TASK DIRECTIONS:
Each line of the data below containing "choice" needs to be listed.
[Opening INPUT section]
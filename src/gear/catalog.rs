//! Gear option catalogs and selection.
//!
//! Selections come straight from player input. Anything outside the catalog
//! is replaced by the starter value for that field and reported as a notice
//! rather than rejected, so a bad choice never blocks play.

use super::types::{Fly, FlyCategory, Leader, LineMaterial, Rod, RodMaterial};

pub const ROD_LENGTHS_FT: std::ops::RangeInclusive<u8> = 7..=10;
pub const ROD_WEIGHT_CLASSES: std::ops::RangeInclusive<u8> = 3..=8;
pub const LEADER_LENGTHS_FT: std::ops::RangeInclusive<u8> = 7..=12;

/// Tippet classes from heaviest to finest.
pub const TIPPET_CLASSES: [&str; 8] = [
    "0X (6.8kg)",
    "1X (5.9kg)",
    "2X (5.0kg)",
    "3X (4.1kg)",
    "4X (3.6kg)",
    "5X (3.0kg)",
    "6X (2.0kg)",
    "7X (1.1kg)",
];

/// Hook sizes, largest number (smallest hook) first.
pub const HOOK_SIZES: [u8; 9] = [20, 18, 16, 14, 12, 10, 8, 6, 4];

pub const DRY_FLY_PATTERNS: [&str; 4] = ["Adams", "Elk Hair Caddis", "Parachute BWO", "Royal Wulff"];
pub const NYMPH_PATTERNS: [&str; 4] = ["Pheasant Tail", "Hare's Ear", "Copper John", "Zebra Midge"];
pub const STREAMER_PATTERNS: [&str; 4] = ["Woolly Bugger", "Clouser Minnow", "Muddler Minnow", "Zonker"];
pub const WET_FLY_PATTERNS: [&str; 3] = ["Soft Hackle", "Leadwing Coachman", "Partridge and Orange"];

/// A coerced gear choice together with what had to be corrected.
#[derive(Debug, Clone, PartialEq, Eq)]
pub struct Selection<T> {
    pub value: T,
    pub notices: Vec<String>,
}

impl<T> Selection<T> {
    pub fn was_coerced(&self) -> bool {
        !self.notices.is_empty()
    }
}

impl FlyCategory {
    pub fn patterns(&self) -> &'static [&'static str] {
        match self {
            FlyCategory::DryFlies => &DRY_FLY_PATTERNS,
            FlyCategory::Nymphs => &NYMPH_PATTERNS,
            FlyCategory::Streamers => &STREAMER_PATTERNS,
            FlyCategory::WetFlies => &WET_FLY_PATTERNS,
        }
    }

    /// Matches "Nymphs", "nymph", "dry flies", "dry" and similar.
    pub fn parse(input: &str) -> Option<FlyCategory> {
        let needle = input.trim().to_lowercase();
        if needle.is_empty() {
            return None;
        }
        FlyCategory::ALL
            .into_iter()
            .find(|c| c.name().to_lowercase().starts_with(&needle))
    }
}

impl RodMaterial {
    pub fn parse(input: &str) -> Option<RodMaterial> {
        let needle = input.trim();
        RodMaterial::ALL
            .into_iter()
            .find(|m| m.name().eq_ignore_ascii_case(needle))
    }
}

impl LineMaterial {
    /// Accepts the full name or the common shorthands "mono" and "fluoro".
    pub fn parse(input: &str) -> Option<LineMaterial> {
        let needle = input.trim();
        match needle.to_lowercase().as_str() {
            "mono" => Some(LineMaterial::Monofilament),
            "fluoro" => Some(LineMaterial::Fluorocarbon),
            _ => LineMaterial::ALL
                .into_iter()
                .find(|m| m.name().eq_ignore_ascii_case(needle)),
        }
    }
}

/// Finds a tippet class by its leading "NX" designation or full label.
pub fn find_tippet(input: &str) -> Option<&'static str> {
    let needle = input.trim().to_uppercase();
    if needle.is_empty() {
        return None;
    }
    TIPPET_CLASSES.into_iter().find(|t| {
        t.eq_ignore_ascii_case(input.trim()) || t.split_whitespace().next() == Some(needle.as_str())
    })
}

fn coerce<T: Copy + std::fmt::Display>(
    field: &str,
    requested: Option<T>,
    valid: impl Fn(T) -> bool,
    fallback: T,
    notices: &mut Vec<String>,
) -> T {
    match requested {
        Some(v) if valid(v) => v,
        Some(v) => {
            notices.push(format!("{field} {v} is not available; using {fallback}."));
            fallback
        }
        None => {
            notices.push(format!("No {field} given; using {fallback}."));
            fallback
        }
    }
}

fn log_notices(notices: &[String]) {
    for notice in notices {
        log::warn!("gear selection coerced: {notice}");
    }
}

pub fn select_rod(length_ft: Option<u8>, weight_class: Option<u8>, material: &str) -> Selection<Rod> {
    let starter = Rod::default();
    let mut notices = Vec::new();

    let length_ft = coerce(
        "rod length",
        length_ft,
        |v| ROD_LENGTHS_FT.contains(&v),
        starter.length_ft,
        &mut notices,
    );
    let weight_class = coerce(
        "rod weight",
        weight_class,
        |v| ROD_WEIGHT_CLASSES.contains(&v),
        starter.weight_class,
        &mut notices,
    );
    let material = RodMaterial::parse(material).unwrap_or_else(|| {
        notices.push(format!(
            "Rod material '{}' is not available; using {}.",
            material.trim(),
            starter.material.name()
        ));
        starter.material
    });

    log_notices(&notices);
    Selection {
        value: Rod {
            length_ft,
            weight_class,
            material,
        },
        notices,
    }
}

pub fn select_leader(material: &str, tippet: &str, length_ft: Option<u8>) -> Selection<Leader> {
    let starter = Leader::default();
    let mut notices = Vec::new();

    let material = LineMaterial::parse(material).unwrap_or_else(|| {
        notices.push(format!(
            "Leader material '{}' is not available; using {}.",
            material.trim(),
            starter.material.name()
        ));
        starter.material
    });
    let tippet = match find_tippet(tippet) {
        Some(t) => t.to_string(),
        None => {
            notices.push(format!(
                "Tippet '{}' is not available; using {}.",
                tippet.trim(),
                starter.tippet
            ));
            starter.tippet.clone()
        }
    };
    let length_ft = coerce(
        "leader length",
        length_ft,
        |v| LEADER_LENGTHS_FT.contains(&v),
        starter.length_ft,
        &mut notices,
    );

    log_notices(&notices);
    Selection {
        value: Leader {
            material,
            tippet,
            length_ft,
        },
        notices,
    }
}

/// Builds a fly. An unknown pattern falls back to the first pattern of the
/// chosen category so pattern and category always agree.
pub fn select_fly(pattern: &str, category: &str, hook_size: Option<u8>) -> Selection<Fly> {
    let starter = Fly::default();
    let mut notices = Vec::new();

    let category = FlyCategory::parse(category).unwrap_or_else(|| {
        notices.push(format!(
            "Fly category '{}' is not available; using {}.",
            category.trim(),
            starter.category.name()
        ));
        starter.category
    });

    let patterns = category.patterns();
    let pattern = match patterns
        .iter()
        .find(|p| p.eq_ignore_ascii_case(pattern.trim()))
    {
        Some(p) => p.to_string(),
        None => {
            let fallback = if category == starter.category {
                starter.pattern.clone()
            } else {
                patterns[0].to_string()
            };
            notices.push(format!(
                "Pattern '{}' is not tied in {}; using {}.",
                pattern.trim(),
                category.name(),
                fallback
            ));
            fallback
        }
    };

    let hook_size = coerce(
        "hook size",
        hook_size,
        |v| HOOK_SIZES.contains(&v),
        starter.hook_size,
        &mut notices,
    );

    log_notices(&notices);
    Selection {
        value: Fly {
            pattern,
            category,
            hook_size,
        },
        notices,
    }
}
[Closing INPUT section]
RESULT OF THE EXERCISE:
//! rather than rejected, so a bad choice never blocks play.
/// A coerced gear choice together with what had to be corrected.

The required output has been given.